IN keeping with the theme established by The Home and Hannibal Schwarzkopf death was also the focus of this week's Network First. Titled A View To A Kill, this episode followed a Texan family the Kelleys - whose two children had been murdered. The Kelleys were granted permission to witness the execution of the killer and, boy, did they relish their revenge.

This was discomfiting viewing, for all sorts of reasons. Watching the relatives watching the execution (how long now before even these are shown?) entailed a kind of complicity in the voyeurism of the whole thing. And yet, because the children murdered were their children, it was impossible to make a rational, ethical argument which could nullify their emotional desire for vengeance. What if it were your children? Still, the family seemed motivated by a darkness which was to be feared and pitied in equal measure. "People magazine isn't interested in our story because they can't see the execution," said Linda Kelley, exasperated. It wasn't clear whether she was annoyed at the magazine for being so ghoulish or at the authorities for being so prudish. Whatever, she continued to case the death chamber, measuring eyelines (like a person with a choice of cup final tickets) for the big day.

She was a bit upset too about the plushness of the upholstery on the death couch. "I think he's going really nice. Wouldn't we all like to go so easy." Undoubtedly, Elsie March and some of her coresidents would swap their retirement home for the death couch. But the man being executed, Leo Jenkins, was merely middle aged and looked as healthy as a horse. Ms Kelley decided that she was going to hold up photographs of her murdered children once Jenkins was strapped onto the couch.

Before the execution, the witnessing relatives were counselled. Alter it, the Kelleys gave a press conference. Linda was "very happy for him to be down below". She looked it too. In fact, she beamed.

Watching her, it was impossible to deny that watching criminals die makes some of their victims feel a lot better. At the Houston chapter meeting of Parents of Murdered Children, more members pledged to seek permission to witness executions. Scary, really.

THOUGH it sounds like the sort of nightcap you might expect in a nursing home, Brendan O'Carroll's Hot Milk And Pepper was lively enough. With a screaming green and pink (shades of Andy McNab's watermelon) studio set, it was always going to be loud anyway. It was disjointed though, and there was a strong sense that O'Carroll would have been happier pandering to a bawdier audience than RTE's typical 8 p.m. Sunday night family punters.

It's a quiz show. The green team (two males, two females) were hairdressers. The pink team (same gender configuration) were fitness instructors. "The short `n' curlies against the hot `n' sweaties," said O'Carroll. It's that sort of humour - rough house wisecracks strait jacketed for television.
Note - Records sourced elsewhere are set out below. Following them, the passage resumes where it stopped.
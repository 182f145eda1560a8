//! Core transducer contract.
//!
//! A transducer program is a [`Transducer`]: a schema plus the `out`, `snd`,
//! `add` and `rem` queries. Running one step of any program goes through the
//! single algorithm in [`TransducerExt::step`], which maps a node's state and
//! a batch of delivered facts to a new state and a batch of facts to send.
//!
//! # Architecture
//!
//! ```text
//!   state, delivered
//!          │
//!          ▼
//!   state' = state with msg = delivered
//!          │
//!          ├── out(r, state')  → out[r] ∪= ...
//!          ├── add/rem(r, state') → mem[r] updated (conflicts cancel)
//!          └── snd(r, state')  → sent[r]
//!          │
//!          ▼
//!   StepOutput { state, sent }   (schema-checked)
//! ```
//!
//! The step is deterministic; all nondeterminism of a network run comes from
//! the runner's choice of node and delivery.

mod error;
mod message;
mod traits;

pub use error::TransducerError;
pub use message::StepOutput;
pub use traits::{Transducer, TransducerExt};

#[cfg(test)]
mod tests;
Certainly, O'Carroll can be funny, but the format given to him here could have the soporific effect of hot milk by cooling his steamier material to lukewarm.
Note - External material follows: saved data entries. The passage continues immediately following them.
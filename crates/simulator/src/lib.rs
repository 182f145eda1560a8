//! Transducer simulator
//!
//! Seeded random runs of the example programs, built on top of
//! `transducer-simulation`.
//!
//! - **Runs**: one seeded random run until the output stays unchanged for a
//!   quiet window covering every node, or a step bound
//! - **Traces**: a serializable snapshot before every step, replayable as
//!   scripted steps
//! - **Exploration**: many seeds, grouped by quiescent output, to look for
//!   inconsistency
//! - **Configuration**: program, seed, step bound, quiet window, run count
//!
//! # Example
//!
//! ```no_run
//! use transducer_programs::Program;
//! use transducer_simulator::{Simulator, SimulatorConfig};
//!
//! let config = SimulatorConfig::new(Program::Monotone)
//!     .with_runs(50)
//!     .with_max_steps(1_000);
//!
//! let report = Simulator::new(config).explore()?;
//! println!("{} distinct outputs", report.outcomes.len());
//! # Ok::<(), transducer_simulator::SimulatorError>(())
//! ```

pub mod config;
pub mod error;
pub mod explore;
pub mod quiescence;
pub mod runner;
pub mod trace;

pub use config::{SimulatorConfig, DEFAULT_MAX_STEPS, DEFAULT_QUIET_STEPS, DEFAULT_RUNS};
pub use error::SimulatorError;
pub use explore::{ConsistencyReport, Outcome};
pub use quiescence::{settle, QuietWindow};
pub use runner::{RunReport, Simulator};
pub use trace::{NodeSnapshot, Snapshot, Trace, TraceEntry, TraceStep};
Don't Drop Dead is another new cut price RTE offering. It's a six part lifestyle series on "how to survive the 1990s". Like Hot Milk And Pepper, its opening episode [was lively, if jarring. I'll return to it further into its run, by which time presenter Tom Dowling and the villagers of Rathdrum will, [presumably, be further along the route to the programme's promised nirvana.
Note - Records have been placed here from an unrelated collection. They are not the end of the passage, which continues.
//! Simulated asynchronous execution of relational transducer networks.
//!
//! A [`TransducerNetwork`] runs one transducer program on every node of a
//! directed [`Topology`](transducer_types::Topology). Asynchrony is
//! simulated by sequential interleaving: one `(node, delivery)` step at a
//! time, with every scheduling choice made explicitly (scripted steps) or by
//! an injected random source (random steps). Given the same seed, a run is
//! reproduced exactly.
//!
//! # Architecture
//!
//! ```text
//! ┌─────────────────────────────────────────────────────────┐
//! │                  TransducerNetwork                      │
//! │                                                         │
//! │  ┌────────────────────────────────────────────────────┐ │
//! │  │  Scheduler: scripted (node, Delivery)              │ │
//! │  │             or random node + random sub-multiset   │ │
//! │  └────────────────────────┬───────────────────────────┘ │
//! │                           │                             │
//! │                           ▼                             │
//! │  ┌────────────────────────────────────────────────────┐ │
//! │  │  buffers[node] -= delivery                         │ │
//! │  │  states[node], sent = step(states[node], sets)     │ │
//! │  └────────────────────────┬───────────────────────────┘ │
//! │                           │                             │
//! │                           ▼                             │
//! │  ┌────────────────────────────────────────────────────┐ │
//! │  │  buffers[v] += sent   for every neighbor v         │ │
//! │  └────────────────────────────────────────────────────┘ │
//! └─────────────────────────────────────────────────────────┘
//! ```
//!
//! Buffers are counted multisets: each sent copy is independently
//! deliverable, in any order, at any later time.

mod buffer;
mod config;
mod delivery;
mod error;
mod network;
mod runner;

pub use buffer::{BufferError, MessageBuffer};
pub use config::{SimulationConfig, DEFAULT_SEED};
pub use delivery::{Delivery, StepRecord};
pub use error::NetworkError;
pub use network::{Configuration, TransducerNetwork};
pub use runner::SimulationStats;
Finally, Davis. Given the week that was in it, it was no surprise that the topic was, of course death. More precisely, it was about life after death or "life after life" as the Rose ringmaster put it. The contributions from people who had died and been resuscitated, from those who believe in reincarnation and from an assortment of clerics almost all carried faith's note of hope, cast as fact.

Dr Paddy Leahy was less sanguine. He believes that it's over when it's over, arguing that rationality cannot support any other view. Thinking of the fading lives in The Home and of the lives snuffed out by war, murder and state execution, the idea of a compulsory afterlife seemed cosmically unyielding. So much for free will.